Indonesia is loaded
Putin agrees to participate in G20
06/27/2022, 4:59 pm
The G20 summit will take place in Indonesia in November. According to the Kremlin, the President of Russia wants to participate. It remains to be seen whether he will come in person or be connected. In any case, EU Commission President von der Leyen will sit at a table with Putin.
Russian President Vladimir Putin plans to attend the G20 summit in Indonesia this fall. “Yes, we have confirmed that we plan to participate,” Putin’s foreign policy adviser Yuri Ushakov said, according to state news agency TASS. It is unclear whether the Kremlin chief wants to visit in person or stay connected via video. The meeting is to be held in Bali on November 16 and 17.
Chancellor Olaf Scholz previously said he was ready to attend in November, despite an invitation from Russia. It is clear that the group of major economic nations will continue to play “a major role” and closer cooperation is important, Scholz said on the ZDF. So Germany does not want to “torpedo” the work in the G20. Therefore he will only take a decision about attending the summit “shortly before departure” and based on the then current situation.

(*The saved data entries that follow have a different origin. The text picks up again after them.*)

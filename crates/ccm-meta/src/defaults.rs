//! Default settings
//!
//! The default rule set denies everything, then re-includes the
//! directories and files worth tracking, then excludes scratch areas
//! that may live inside them.

/// Rules that ship with a fresh workspace.
const DEFAULT_GLOBAL_RULES: &[&str] = &[
    "# 1. ignore everything by default",
    "**",
    "# 2. re-include tracked directories",
    "!agents/",
    "!agents/**",
    "!commands/",
    "!commands/**",
    "!plugins/",
    "!plugins/**",
    "!skills/",
    "!skills/**",
    "!prompts/",
    "!prompts/**",
    "# 3. re-include tracked files",
    "!auth.json",
    "!settings.json",
    "!config.toml",
    "!CLAUDE.md",
    "# 4. always ignore logs, caches and working directories",
    "**/*.log",
    "**/.DS_Store",
    "**/Thumbs.db",
    "**/tmp/",
    "**/bin/",
    "**/todos/",
    "**/backup/",
    "**/cache/",
    "**/debug/",
    "**/downloads/",
    "**/file-history/",
    "**/ide/",
    "**/plans/",
    "**/projects/",
    "**/session-env/",
    "**/shell-snapshots/",
    "**/statsig/",
    "**/telemetry/",
];

/// The default global ignore rules, in order.
pub fn default_global_rules() -> Vec<String> {
    DEFAULT_GLOBAL_RULES.iter().map(|r| r.to_string()).collect()
}
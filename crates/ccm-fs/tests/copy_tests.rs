//! Tests for the retrying single-file copy

use ccm_fs::{Error, RobustnessConfig, io};
use std::fs;
use std::time::{Duration, Instant};
use tempfile::tempdir;

fn quick_retries() -> RobustnessConfig {
    RobustnessConfig {
        max_attempts: 3,
        retry_delay: Duration::from_millis(20),
        enable_fsync: false,
    }
}

#[test]
fn copy_overwrites_existing_destination() {
    let dir = tempdir().unwrap();
    let src = dir.path().join("settings.json");
    let dest = dir.path().join("install").join("settings.json");
    fs::write(&src, "new").unwrap();
    fs::create_dir_all(dest.parent().unwrap()).unwrap();
    fs::write(&dest, "old contents").unwrap();

    io::copy_file(&src, &dest, quick_retries()).unwrap();

    assert_eq!(fs::read_to_string(&dest).unwrap(), "new");
}

#[test]
fn copy_onto_directory_is_fatal_and_immediate() {
    let dir = tempdir().unwrap();
    let src = dir.path().join("a.txt");
    let dest = dir.path().join("dest");
    fs::write(&src, "x").unwrap();
    fs::create_dir_all(&dest).unwrap();

    let started = Instant::now();
    let err = io::copy_file(&src, &dest, quick_retries()).unwrap_err();

    match &err {
        Error::CopyFailed { src: s, dest: d, .. } => {
            assert_eq!(s, &src);
            assert_eq!(d, &dest);
        }
        other => panic!("unexpected error: {other}"),
    }
    assert!(err.to_string().contains("a.txt"), "error names the file: {err}");
    assert!(started.elapsed() < Duration::from_millis(500));
}

#[cfg(unix)]
mod unix_tests {
    use super::*;
    use std::fs::Permissions;
    use std::os::unix::fs::PermissionsExt;

    fn is_root() -> bool {
        match std::process::Command::new("id").arg("-u").output() {
            Ok(output) => String::from_utf8_lossy(&output.stdout).trim() == "0",
            Err(_) => false,
        }
    }

    #[test]
    fn readonly_destination_is_cleared_on_retry() {
        let dir = tempdir().unwrap();
        let src = dir.path().join("config.toml");
        let dest = dir.path().join("installed.toml");
        fs::write(&src, "fresh = true").unwrap();
        fs::write(&dest, "stale = true").unwrap();
        fs::set_permissions(&dest, Permissions::from_mode(0o444)).unwrap();

        io::copy_file(&src, &dest, quick_retries()).unwrap();

        assert_eq!(fs::read_to_string(&dest).unwrap(), "fresh = true");
    }

    #[test]
    fn persistent_permission_error_exhausts_retries() {
        if is_root() {
            eprintln!("Skipping test: running as root bypasses permission checks");
            return;
        }
        let dir = tempdir().unwrap();
        let src = dir.path().join("a.txt");
        fs::write(&src, "x").unwrap();
        let locked = dir.path().join("locked");
        fs::create_dir(&locked).unwrap();
        fs::set_permissions(&locked, Permissions::from_mode(0o555)).unwrap();

        let started = Instant::now();
        let result = io::copy_file(&src, &locked.join("a.txt"), quick_retries());

        fs::set_permissions(&locked, Permissions::from_mode(0o755)).unwrap();

        match result {
            Err(Error::CopyFailed { attempts, .. }) => assert_eq!(attempts, 3),
            other => panic!("expected CopyFailed, got {other:?}"),
        }
        assert!(started.elapsed() >= Duration::from_millis(40), "two delays were observed");
    }
}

Scholz reported that the host Indonesia had invited Russian President Volodymyr Zelensky in addition to Russia’s Putin. The chancellor stressed that it is still unclear who will actually attend the meeting in Bali. Indonesia’s President Joko Widodo, as the organizer of the G20 meeting, will be one of the guests at the G7 summit at Schloss Elmau this Monday.
EU Commission President Ursula von der Leyen did not rule out sitting with Putin at the G20 summit on Sunday evening on the ZDF. “It’s also important that we tell him to our face what we think of him,” she said. “And we have to think very carefully whether we cripple the whole G20.” You are not advocating it. The G20 are a “very important body” for him.
In addition to the European Union, the G20 includes 19 industrialized and emerging countries, including China, India, Brazil and Turkey. G20 countries account for a good 80 percent of global economic output, while G7 countries account for 31 percent. All G7 countries are also members of the G20.